TUTORIAL : How I trained a specific french model to control my robot

caucheteux · July 10, 2019, 11:17am

Thanks a lot for your tutorial, it really helps

I have a question for you. You use sentences to train your model in order to use this model with command. Does theses sentences concern only your commands ?
I explain myself :
I want a robot who understands 10 orders.
Do I have to train my model with only sentences with the words concerned by these orders ?
Exemple: order “What time is it ?”
what kind of sentences do I have to had in my wav files ?

Last question: Do single words orders means single words sentences for training ?

Thanks again for this tutorial, I hope my question is not too blur

elpimous_robot · July 10, 2019, 12:56pm

Hi.
What robot do you have??

Well, you need 10 orders… Only?
With my robot, working on social approach, so I make it learn same order, asked with different forms…
Ex : what time is it - what is the time - could you tell me the time…

For single words like stop - yes - no…
I’ll suggest you to record only the word.
The lm works like probabilities.
If “stop” is learnt into a whole sentence, (ex : I want you to stop now)
Perhaps that the model could interpret a noise as a possible word, (near the stop word learnt into the sentence) (ex : to stop, or stop now)

A simple thing to keep in mind :
The more the possibilities, the more the error risk in inferences.

What I ll do :
For a few limited orders,
Record same sentences, max 5s
Vary intonations
Vary the environment noise (rooms, walls, front, back…up, down…)
Vary the location of record (echos difficult to hear in records, but heard by robot).
With a robot use, record the robot noise too (if wheels, record at different speeds… Same for dynamixels…)…
To avoid overfitting in learning, perhaps record nearly 50 to 100 sentences per order minimum.

Use only your few limited orders for lm and trie build.

You should obtain a small model with good results…

Hope that you have a good robot microphone.
(mine is a respeaker 4 mic array)

Hope it will help you…

PS : hi to everyone…

Vincent

caucheteux · July 11, 2019, 9:18am

Hi,

Thanks for your quick reply ! Lot of useful stuff in there.

The final goal is for a robot (don’t know what type yet, still pretty in discussion), so for now it’ll be an app on a tablet. 100% of the tablet resources will be for this app.

For now, we only need 10-20 orders yeah.
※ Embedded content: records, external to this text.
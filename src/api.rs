//! Canonical schema for the ESPN standings response, reduced to the fields
//! this CLI actually consumes. Everything else the endpoint sends is ignored.

use serde::Deserialize;

#[derive(Deserialize, Debug)]
pub struct StandingsResponse {
    #[serde(default)]
    pub children: Vec<Group>,
}

#[derive(Deserialize, Debug)]
pub struct Group {
    pub standings: Standings,
}

#[derive(Deserialize, Debug)]
pub struct Standings {
    #[serde(default)]
    pub entries: Vec<Entry>,
}

#[derive(Deserialize, Debug)]
pub struct Entry {
    pub team: Team,
    #[serde(default)]
    pub stats: Vec<Stat>,
}

#[derive(Deserialize, Debug)]
#[serde(rename_all = "camelCase")]
pub struct Team {
    pub display_name: String,
    pub abbreviation: String,
}

#[derive(Deserialize, Debug)]
#[serde(rename_all = "camelCase")]
pub struct Stat {
    pub name: String,
    #[serde(default)]
    pub display_value: String,
}

impl Entry {
    /// Display value of the `points` stat, or an empty string when the
    /// upstream entry carries no such stat.
    pub fn points(&self) -> &str {
        self.stats
            .iter()
            .find(|stat| stat.name == "points")
            .map(|stat| stat.display_value.as_str())
            .unwrap_or_default()
    }

    pub fn team_label(&self, abbrev: bool) -> &str {
        if abbrev {
            &self.team.abbreviation
        } else {
            &self.team.display_name
        }
    }
}

#[cfg(test)]
mod tests {
    use super::*;
    use pretty_assertions::assert_eq;

    #[test]
    fn decodes_only_the_consumed_fields() {
        let body = r##"{
            "uid": "s:600~l:700",
            "name": "English Premier League",
            "children": [{
                "name": "English Premier League",
                "standings": {
                    "season": "2021",
                    "entries": [{
                        "team": {
                            "id": "359",
                            "displayName": "Arsenal",
                            "abbreviation": "ARS",
                            "logos": []
                        },
                        "note": {"color": "#81D6AC", "rank": "1"},
                        "stats": [
                            {"name": "gamesPlayed", "displayValue": "38"},
                            {"name": "points", "value": "10", "displayValue": "10"}
                        ]
                    }]
                }
            }]
        }"##;

        let res: StandingsResponse = serde_json::from_str(body).unwrap();
        let entry = &res.children[0].standings.entries[0];

        assert_eq!(entry.team_label(false), "Arsenal");
        assert_eq!(entry.team_label(true), "ARS");
        assert_eq!(entry.points(), "10");
    }

    #[test]
    fn missing_points_stat_yields_empty_cell() {
        let body = r#"{
            "children": [{
                "standings": {
                    "entries": [{
                        "team": {"displayName": "Chelsea FC", "abbreviation": "CHE"},
                        "stats": [{"name": "gamesPlayed", "displayValue": "38"}]
                    }]
                }
            }]
        }"#;

        let res: StandingsResponse = serde_json::from_str(body).unwrap();

        assert_eq!(res.children[0].standings.entries[0].points(), "");
    }

    #[test]
    fn empty_document_decodes_to_no_groups() {
        let res: StandingsResponse = serde_json::from_str("{}").unwrap();

        assert!(res.children.is_empty());
    }
}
Such as “Register”, the tablet know that “register” mean “register the next 10 min of your CPU usage” per example

I though of using combination between my commands words and what i call phoneme-words. It’s a group of words where each of them represent a particular phonemes of the french language, like [é] or [p]. The goal is for my model to know all the phonemes and have a quality recognition. But what you said :

makes me doubt this method.

If I get it right, you mean records “Register” with a lot of variation such as noise, radio noise, emotion, distance, intensity of the voice…
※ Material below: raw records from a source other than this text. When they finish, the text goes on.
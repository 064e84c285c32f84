//! Outcomes reported by the orchestration entry points.
//!
//! None of these are errors. Callers pattern-match to decide what to render:
//! - `Rejected` → nothing changed, nothing was appended
//! - `Completed` → the log grew by `messages` assistant turns
//! - `Failed` → a backend call failed and one error message was appended
//! - `Discarded` → the response belonged to an abandoned conversation
//! - `DraftUpdated` → the input draft was filled in, nothing was sent
//! - `Ignored` → the action id is not one this version understands

use serde::{Deserialize, Serialize};

use crate::{request::OutputFormat, stage::Stage};

/// Why an operation was rejected without touching the conversation.
#[derive(Debug, Clone, PartialEq, Eq, Serialize, Deserialize)]
pub enum RejectReason {
    /// The text was empty or whitespace only.
    EmptyInput,
    /// Another backend call is still outstanding.
    CallPending,
    /// The current stage does not take free text.
    StageClosed { stage: Stage },
    /// The action is not legal in the current state.
    ActionUnavailable { action_id: String },
    /// A refinement or download was requested before anything was generated.
    NoArtifact,
    /// The artifact kind has no document representation.
    DownloadUnsupported,
}

/// Result of one chat entry point call.
#[derive(Debug, Clone, PartialEq, Eq, Serialize, Deserialize)]
pub enum TurnOutcome {
    Rejected { reason: RejectReason },
    Completed { messages: usize },
    Failed { reason: String },
    Discarded,
    DraftUpdated,
    Ignored,
}

impl TurnOutcome {
    pub fn rejected(reason: RejectReason) -> Self {
        TurnOutcome::Rejected { reason }
    }

    pub fn is_rejected(&self) -> bool {
        matches!(self, TurnOutcome::Rejected { .. })
    }
}

/// Result of a generate or refine call on a refinement loop.
#[derive(Debug, Clone, PartialEq, Eq, Serialize, Deserialize)]
pub enum LoopOutcome {
    Rejected { reason: RejectReason },
    /// The artifact was (re)placed.
    Produced,
    /// The call failed; the previous artifact, if any, is unchanged.
    Failed { message: String },
}

/// A document ready to be saved.
#[derive(Debug, Clone, PartialEq, Eq)]
pub struct DownloadedArtifact {
    pub file_name: String,
    pub mime_type: String,
    pub format: OutputFormat,
    pub bytes: Vec<u8>,
}

/// Result of a download request on a refinement loop.
#[derive(Debug, Clone, PartialEq, Eq)]
pub enum DownloadOutcome {
    Rejected { reason: RejectReason },
    Ready(DownloadedArtifact),
    Failed { message: String },
}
That’s mean my lm is a unigram ?

Haven’t though of the microphone quality as I start using audacity and modifying my records on it (and respects the caracteristics needed mono, 16kHz and 16 bits), but I will

I forgot to say, it’s a poly-speaker app. So can I count the 50-100 variations of sentences per order per speaker or does the speaker is another variation ? I don’t want my recognizer to be speaker-blocked…

Thanks again, your help is very useful ! It’s a vast subject and reading your tutorial and response helps me get in the right direction

ctzogka · July 11, 2019, 2:03pm

Hi, you have done a great job here. I have learned a lot of things from this thread, it’s a perfect tutorial especially for a beginner like me!
My model is working so i decide to extend my dataset using data augmentation technique. Specifically i want to increase speech speed but when i call voice-corpus-tool help command i can’t find the parameter “speed” like you mentioned. I would appreciated it if you give an example of the command that you used in your case.

caucheteux · July 11, 2019, 2:29pm

Hey @ctzogka,

Could you tell us more about your use case, your data, the different steps and difficulties you encounter ? I might help people if you share theses informations

Thanks !

lissyx · July 11, 2019, 2:58pm

ctzogka · July 12, 2019, 7:01am

Hey @caucheteux,
Firstly, I have been trying to fine-tune english model (v0.5.1) with Common Voice data. Later i plan to build my own Greek model, i have already given a try and i saw that following this tutorial’s steps i can build it successfully. However, training might bring upon difficulties. Now, i am working on the first mentioned issue (fine-tuning), you can find more details about my parameters and my difficulties on my last post https://discourse.mozilla.org/t/fine-tuning-deepspeech-model-commonvoice-data/41872/8.
The main problem was to find the appropriate learning rate. Using large values (1e-3 / 1e-4) training & validation loss reach infinity. Finally, i should refer that my basic purpose is decoding large files (e.g. 10 minutes clip of BBC-news). Right now i have WER percentage about 50% and i decided to extend training set (CV-data) increasing the speed of existing files and adding them in training data.
Can anyone help me?
Thank you !

caucheteux · July 12, 2019, 8:17am

hi @ctzogka,

I remember now ! I saw your problematic few days ago, it is very interesting as you treat subject like long recordings, fine tuning, and new language model.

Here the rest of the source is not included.